▶ **Exercise details**
All of the records should be given again verbatim.

[[ Record excerpts open ]]

//! ==============================================================================
//! server.rs - http transport over the query facade
//! ==============================================================================
//!
//! purpose:
//!     thin axum layer that turns requests into facade calls. every store
//!     query waits at most the arbiter budget and then degrades, so no
//!     request hangs on a busy store.
//!
//! routes:
//!     GET /          last recorded reading as text (or busy message)
//!     GET /last      last recorded reading as json (cache on timeout)
//!     GET /count     number of recorded readings as text
//!     GET /list      downsampled history as json (?tam=100&ini=<ms>&end=<ms>)
//!     GET /live      html page with the cached reading, refreshes every 30s
//!     GET /:id       recorded reading `id` as json (cache when unknown)
//!
//! relationships:
//!     - uses: facade.rs (QueryFacade)
//!     - started by: main.rs
//!
//! ==============================================================================

use crate::domain::Reading;
use crate::error::StoreError;
use crate::facade::QueryFacade;
use crate::store::{DEFAULT_RANGE_END_MS, DEFAULT_RANGE_LIMIT, DEFAULT_RANGE_START_MS};
use anyhow::Result;
use axum::{
    extract::{Path, Query, State},
    http::StatusCode,
    response::{Html, IntoResponse, Json, Response},
    routing::get,
    Router,
};
use chrono::Local;
use serde::Deserialize;
use tower_http::cors::CorsLayer;
use tracing::{error, info};

/// store failures surface as 500 with the error text
#[derive(Debug)]
pub struct ApiError(StoreError);

impl From<StoreError> for ApiError {
    fn from(e: StoreError) -> Self {
        Self(e)
    }
}

impl IntoResponse for ApiError {
    fn into_response(self) -> Response {
        error!("[HTTP] store error: {}", self.0);
        (StatusCode::INTERNAL_SERVER_ERROR, self.0.to_string()).into_response()
    }
}

type ApiResult<T> = std::result::Result<T, ApiError>;

pub fn router(facade: QueryFacade) -> Router {
    Router::new()
        .route("/", get(text_handler))
        .route("/last", get(last_handler))
        .route("/count", get(count_handler))
        .route("/list", get(list_handler))
        .route("/live", get(live_handler))
        .route("/:id", get(item_handler))
        .layer(CorsLayer::permissive())
        .with_state(facade)
}

pub async fn run_server(bind: &str, facade: QueryFacade) -> Result<()> {
    let listener = tokio::net::TcpListener::bind(bind).await?;
    info!("[HTTP] listening on http://{}", bind);
    axum::serve(listener, router(facade)).await?;
    Ok(())
}

async fn text_handler(State(facade): State<QueryFacade>) -> ApiResult<String> {
    Ok(facade.latest_text().await?)
}

async fn last_handler(State(facade): State<QueryFacade>) -> ApiResult<Json<Reading>> {
    Ok(Json(facade.latest_or_cached().await?))
}

async fn item_handler(
    State(facade): State<QueryFacade>,
    Path(id): Path<i64>,
) -> ApiResult<Json<Reading>> {
    Ok(Json(facade.reading_or_cached(id).await?))
}

async fn count_handler(State(facade): State<QueryFacade>) -> ApiResult<String> {
    Ok(facade.count_or_busy().await?)
}

/// list query params, named as existing clients send them
#[derive(Debug, Deserialize)]
pub struct ListParams {
    /// maximum number of points
    tam: Option<usize>,
    /// window start, epoch ms
    ini: Option<i64>,
    /// window end, epoch ms
    end: Option<i64>,
}

async fn list_handler(
    State(facade): State<QueryFacade>,
    Query(params): Query<ListParams>,
) -> ApiResult<Json<Vec<Reading>>> {
    let rows = facade
        .list_or_empty(
            params.tam.unwrap_or(DEFAULT_RANGE_LIMIT),
            params.ini.unwrap_or(DEFAULT_RANGE_START_MS),
            params.end.unwrap_or(DEFAULT_RANGE_END_MS),
        )
        .await?;
    Ok(Json(rows))
}

/// cache only, never touches the store
async fn live_handler(State(facade): State<QueryFacade>) -> Html<String> {
    Html(render_live(&facade.cache_read()))
}

fn render_live(reading: &Reading) -> String {
    let when = reading.timestamp.with_timezone(&Local).format("%a %b %d %H:%M:%S %Y").to_string();
    format!(
        r#"<!doctype html>
<html>
<head><title>HT Logger</title><meta http-equiv="refresh" content="30"></head>
<body style="font-family: system-ui; padding: 2rem;">
    <p><b>Embedded Server in Raspberry Pi</b></p>
    <p>Reading data from remote sensor...</p>
    <p>Temperature: {}ºC</p>
    <p>Relative Humidity: {}%</p>
    <p>Date: {}</p>
</body>
</html>"#,
        reading.temperature,
        reading.humidity,
        html_escape(&when)
    )
}

/// escape html special characters to prevent xss
fn html_escape(s: &str) -> String {
    s.replace('&', "&amp;")
     .replace('<', "&lt;")
     .replace('>', "&gt;")
     .replace('"', "&quot;")
}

[[ Record excerpts closed ]]

▶ **Solved exercise**
//! ==============================================================================
//! server.rs - http transport over the query facade
//! ==============================================================================
//!
//! purpose:
//!     thin axum layer that turns requests into facade calls. every store
//!     query waits at most the arbiter budget and then degrades, so no
//!     request hangs on a busy store.
//!
//! routes:
//!     GET /          last recorded reading as text (or busy message)
//!     GET /last      last recorded reading as json (cache on timeout)
//!     GET /count     number of recorded readings as text
//!     GET /list      downsampled history as json (?tam=100&ini=<ms>&end=<ms>)
//!     GET /live      html page with the cached reading, refreshes every 30s
//!     GET /:id       recorded reading `id` as json (cache when unknown)
//!
//! relationships:
//!     - uses: facade.rs (QueryFacade)
//!     - started by: main.rs
//!
//! ==============================================================================

use crate::domain::Reading;
use crate::error::StoreError;
use crate::facade::QueryFacade;
use crate::store::{DEFAULT_RANGE_END_MS, DEFAULT_RANGE_LIMIT, DEFAULT_RANGE_START_MS};
use anyhow::Result;
use axum::{
    extract::{Path, Query, State},
    http::StatusCode,
    response::{Html, IntoResponse, Json, Response},
    routing::get,
    Router,
};
use chrono::Local;
use serde::Deserialize;
use tower_http::cors::CorsLayer;
use tracing::{error, info};

/// store failures surface as 500 with the error text
#[derive(Debug)]
pub struct ApiError(StoreError);

impl From<StoreError> for ApiError {
    fn from(e: StoreError) -> Self {
        Self(e)
    }
}

impl IntoResponse for ApiError {
    fn into_response(self) -> Response {
        error!("[HTTP] store error: {}", self.0);
        (StatusCode::INTERNAL_SERVER_ERROR, self.0.to_string()).into_response()
    }
}

type ApiResult<T> = std::result::Result<T, ApiError>;

pub fn router(facade: QueryFacade) -> Router {
    Router::new()
        .route("/", get(text_handler))
        .route("/last", get(last_handler))
        .route("/count", get(count_handler))
        .route("/list", get(list_handler))
        .route("/live", get(live_handler))
        .route("/:id", get(item_handler))
        .layer(CorsLayer::permissive())
        .with_state(facade)
}

pub async fn run_server(bind: &str, facade: QueryFacade) -> Result<()> {
    let listener = tokio::net::TcpListener::bind(bind).await?;
    info!("[HTTP] listening on http://{}", bind);
    axum::serve(listener, router(facade)).await?;
    Ok(())
}

async fn text_handler(State(facade): State<QueryFacade>) -> ApiResult<String> {
    Ok(facade.latest_text().await?)
}

async fn last_handler(State(facade): State<QueryFacade>) -> ApiResult<Json<Reading>> {
    Ok(Json(facade.latest_or_cached().await?))
}

async fn item_handler(
    State(facade): State<QueryFacade>,
    Path(id): Path<i64>,
) -> ApiResult<Json<Reading>> {
    Ok(Json(facade.reading_or_cached(id).await?))
}

async fn count_handler(State(facade): State<QueryFacade>) -> ApiResult<String> {
    Ok(facade.count_or_busy().await?)
}

/// list query params, named as existing clients send them
#[derive(Debug, Deserialize)]
pub struct ListParams {
    /// maximum number of points
    tam: Option<usize>,
    /// window start, epoch ms
    ini: Option<i64>,
    /// window end, epoch ms
    end: Option<i64>,
}

async fn list_handler(
    State(facade): State<QueryFacade>,
    Query(params): Query<ListParams>,
) -> ApiResult<Json<Vec<Reading>>> {
    let rows = facade
        .list_or_empty(
            params.tam.unwrap_or(DEFAULT_RANGE_LIMIT),
            params.ini.unwrap_or(DEFAULT_RANGE_START_MS),
            params.end.unwrap_or(DEFAULT_RANGE_END_MS),
        )
        .await?;
    Ok(Json(rows))
}

/// cache only, never touches the store
async fn live_handler(State(facade): State<QueryFacade>) -> Html<String> {
    Html(render_live(&facade.cache_read()))
}

fn render_live(reading: &Reading) -> String {
    let when = reading.timestamp.with_timezone(&Local).format("%a %b %d %H:%M:%S %Y").to_string();
    format!(
        r#"<!doctype html>
<html>
<head><title>HT Logger</title><meta http-equiv="refresh" content="30"></head>
<body style="font-family: system-ui; padding: 2rem;">
    <p><b>Embedded Server in Raspberry Pi</b></p>
    <p>Reading data from remote sensor...</p>
    <p>Temperature: {}ºC</p>
    <p>Relative Humidity: {}%</p>
    <p>Date: {}</p>
</body>
</html>"#,
        reading.temperature,
        reading.humidity,
        html_escape(&when)
    )
}

/// escape html special characters to prevent xss
fn html_escape(s: &str) -> String {
    s.replace('&', "&amp;")
     .replace('<', "&lt;")
     .replace('>', "&gt;")
     .replace('"', "&quot;")
}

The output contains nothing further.